What to work on:
Only the lines that hold "PageParams" should be in the answer, each copied from the data below.

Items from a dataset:
◆ ◆ ◆ ◆ ◆

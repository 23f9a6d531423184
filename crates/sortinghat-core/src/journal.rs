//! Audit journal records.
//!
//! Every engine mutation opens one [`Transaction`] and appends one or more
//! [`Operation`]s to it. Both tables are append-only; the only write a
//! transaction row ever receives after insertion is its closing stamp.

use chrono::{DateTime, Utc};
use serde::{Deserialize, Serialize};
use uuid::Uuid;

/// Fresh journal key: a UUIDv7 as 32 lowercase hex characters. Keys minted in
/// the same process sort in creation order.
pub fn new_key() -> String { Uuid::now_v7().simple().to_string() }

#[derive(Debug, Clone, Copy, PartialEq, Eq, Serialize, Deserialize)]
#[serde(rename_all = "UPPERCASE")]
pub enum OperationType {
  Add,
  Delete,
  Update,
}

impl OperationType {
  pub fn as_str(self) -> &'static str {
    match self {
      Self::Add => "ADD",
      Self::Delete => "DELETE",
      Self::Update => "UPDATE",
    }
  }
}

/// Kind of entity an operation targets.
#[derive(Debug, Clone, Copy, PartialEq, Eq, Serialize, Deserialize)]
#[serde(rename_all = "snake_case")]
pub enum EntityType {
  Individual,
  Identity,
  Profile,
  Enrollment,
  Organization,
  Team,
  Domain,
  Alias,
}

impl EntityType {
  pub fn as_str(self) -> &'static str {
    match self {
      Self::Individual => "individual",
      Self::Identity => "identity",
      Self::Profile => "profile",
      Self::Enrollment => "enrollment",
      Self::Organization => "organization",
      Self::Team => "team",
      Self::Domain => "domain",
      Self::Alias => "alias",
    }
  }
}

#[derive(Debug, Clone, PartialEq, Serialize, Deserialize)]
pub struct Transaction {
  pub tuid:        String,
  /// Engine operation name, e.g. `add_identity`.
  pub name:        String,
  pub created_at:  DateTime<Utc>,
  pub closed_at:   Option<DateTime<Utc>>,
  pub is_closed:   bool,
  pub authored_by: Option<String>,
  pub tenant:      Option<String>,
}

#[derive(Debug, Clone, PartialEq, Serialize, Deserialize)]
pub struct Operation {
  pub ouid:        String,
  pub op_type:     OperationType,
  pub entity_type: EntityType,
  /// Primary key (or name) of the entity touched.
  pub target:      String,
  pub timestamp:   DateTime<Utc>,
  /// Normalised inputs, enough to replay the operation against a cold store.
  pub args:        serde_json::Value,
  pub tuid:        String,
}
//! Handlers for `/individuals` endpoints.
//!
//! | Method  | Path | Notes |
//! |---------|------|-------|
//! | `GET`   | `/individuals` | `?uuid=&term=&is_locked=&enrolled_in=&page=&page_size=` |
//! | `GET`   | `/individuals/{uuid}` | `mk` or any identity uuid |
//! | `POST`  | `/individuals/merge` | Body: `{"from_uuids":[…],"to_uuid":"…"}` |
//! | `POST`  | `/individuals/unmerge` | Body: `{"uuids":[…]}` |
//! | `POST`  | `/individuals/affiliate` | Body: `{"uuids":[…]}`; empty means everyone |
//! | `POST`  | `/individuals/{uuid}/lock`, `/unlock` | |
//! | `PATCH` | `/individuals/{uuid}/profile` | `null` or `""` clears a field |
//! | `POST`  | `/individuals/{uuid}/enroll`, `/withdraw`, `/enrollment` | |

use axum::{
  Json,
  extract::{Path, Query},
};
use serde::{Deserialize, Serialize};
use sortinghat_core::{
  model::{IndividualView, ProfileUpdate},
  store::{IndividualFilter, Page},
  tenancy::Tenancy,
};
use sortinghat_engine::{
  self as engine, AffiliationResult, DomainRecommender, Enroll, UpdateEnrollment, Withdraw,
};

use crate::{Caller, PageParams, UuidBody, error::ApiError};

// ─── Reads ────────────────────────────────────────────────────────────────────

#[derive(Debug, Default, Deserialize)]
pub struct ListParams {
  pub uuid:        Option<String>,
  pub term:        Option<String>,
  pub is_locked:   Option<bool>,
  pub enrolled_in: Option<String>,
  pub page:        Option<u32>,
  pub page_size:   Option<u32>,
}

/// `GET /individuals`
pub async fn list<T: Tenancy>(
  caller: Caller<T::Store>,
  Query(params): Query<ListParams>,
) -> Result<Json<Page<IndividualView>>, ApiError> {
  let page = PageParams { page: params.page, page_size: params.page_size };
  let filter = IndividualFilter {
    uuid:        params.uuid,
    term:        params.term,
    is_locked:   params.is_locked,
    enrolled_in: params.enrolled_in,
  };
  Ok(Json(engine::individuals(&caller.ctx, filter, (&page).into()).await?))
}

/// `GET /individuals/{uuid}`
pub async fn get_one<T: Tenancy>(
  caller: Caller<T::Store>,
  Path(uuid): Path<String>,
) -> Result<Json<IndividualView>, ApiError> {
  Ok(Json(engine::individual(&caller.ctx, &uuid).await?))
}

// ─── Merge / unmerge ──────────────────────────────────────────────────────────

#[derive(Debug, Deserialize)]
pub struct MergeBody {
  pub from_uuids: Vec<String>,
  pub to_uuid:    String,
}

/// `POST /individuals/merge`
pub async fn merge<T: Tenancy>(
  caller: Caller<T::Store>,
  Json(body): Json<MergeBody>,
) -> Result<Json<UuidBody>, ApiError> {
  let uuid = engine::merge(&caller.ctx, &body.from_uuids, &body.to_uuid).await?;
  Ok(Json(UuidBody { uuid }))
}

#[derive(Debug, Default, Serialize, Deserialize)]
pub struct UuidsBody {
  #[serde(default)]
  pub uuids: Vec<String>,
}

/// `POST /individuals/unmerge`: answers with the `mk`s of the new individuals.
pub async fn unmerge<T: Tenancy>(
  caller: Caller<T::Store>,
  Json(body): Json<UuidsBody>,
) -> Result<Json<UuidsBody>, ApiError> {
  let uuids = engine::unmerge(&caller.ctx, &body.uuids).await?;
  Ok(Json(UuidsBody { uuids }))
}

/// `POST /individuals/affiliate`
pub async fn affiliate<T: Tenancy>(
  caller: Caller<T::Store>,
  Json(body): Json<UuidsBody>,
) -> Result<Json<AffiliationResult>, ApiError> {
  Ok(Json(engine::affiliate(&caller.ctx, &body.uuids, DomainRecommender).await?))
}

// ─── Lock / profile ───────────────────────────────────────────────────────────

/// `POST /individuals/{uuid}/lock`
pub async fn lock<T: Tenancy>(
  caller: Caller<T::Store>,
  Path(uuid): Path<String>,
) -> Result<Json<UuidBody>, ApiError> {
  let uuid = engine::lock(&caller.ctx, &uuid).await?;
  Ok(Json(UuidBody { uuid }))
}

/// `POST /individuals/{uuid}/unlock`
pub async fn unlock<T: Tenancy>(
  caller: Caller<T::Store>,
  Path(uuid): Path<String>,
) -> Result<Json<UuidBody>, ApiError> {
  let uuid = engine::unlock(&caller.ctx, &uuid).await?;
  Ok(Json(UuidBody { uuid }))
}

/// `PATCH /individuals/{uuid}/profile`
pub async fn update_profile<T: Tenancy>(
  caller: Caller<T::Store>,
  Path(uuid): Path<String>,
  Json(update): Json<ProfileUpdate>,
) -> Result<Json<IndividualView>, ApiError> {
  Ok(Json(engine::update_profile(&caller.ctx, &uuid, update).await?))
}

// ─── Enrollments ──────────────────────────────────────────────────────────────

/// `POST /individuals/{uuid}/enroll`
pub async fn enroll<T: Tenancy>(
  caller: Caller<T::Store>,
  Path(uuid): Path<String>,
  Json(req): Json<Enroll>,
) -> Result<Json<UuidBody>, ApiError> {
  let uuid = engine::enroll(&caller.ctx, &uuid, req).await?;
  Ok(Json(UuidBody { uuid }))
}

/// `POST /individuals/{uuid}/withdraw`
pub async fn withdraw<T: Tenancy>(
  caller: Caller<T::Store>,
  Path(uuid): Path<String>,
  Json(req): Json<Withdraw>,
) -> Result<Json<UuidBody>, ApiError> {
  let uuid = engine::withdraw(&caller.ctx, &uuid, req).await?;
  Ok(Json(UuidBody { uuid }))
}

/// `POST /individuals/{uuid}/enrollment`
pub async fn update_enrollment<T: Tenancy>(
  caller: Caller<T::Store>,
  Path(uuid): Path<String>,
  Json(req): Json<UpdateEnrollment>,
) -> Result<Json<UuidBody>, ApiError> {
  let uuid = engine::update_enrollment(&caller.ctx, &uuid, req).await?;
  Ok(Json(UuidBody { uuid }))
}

◆ ◆ ◆ ◆ ◆

Solution to this task:
use crate::{Caller, PageParams, UuidBody, error::ApiError};
  let page = PageParams { page: params.page, page_size: params.page_size };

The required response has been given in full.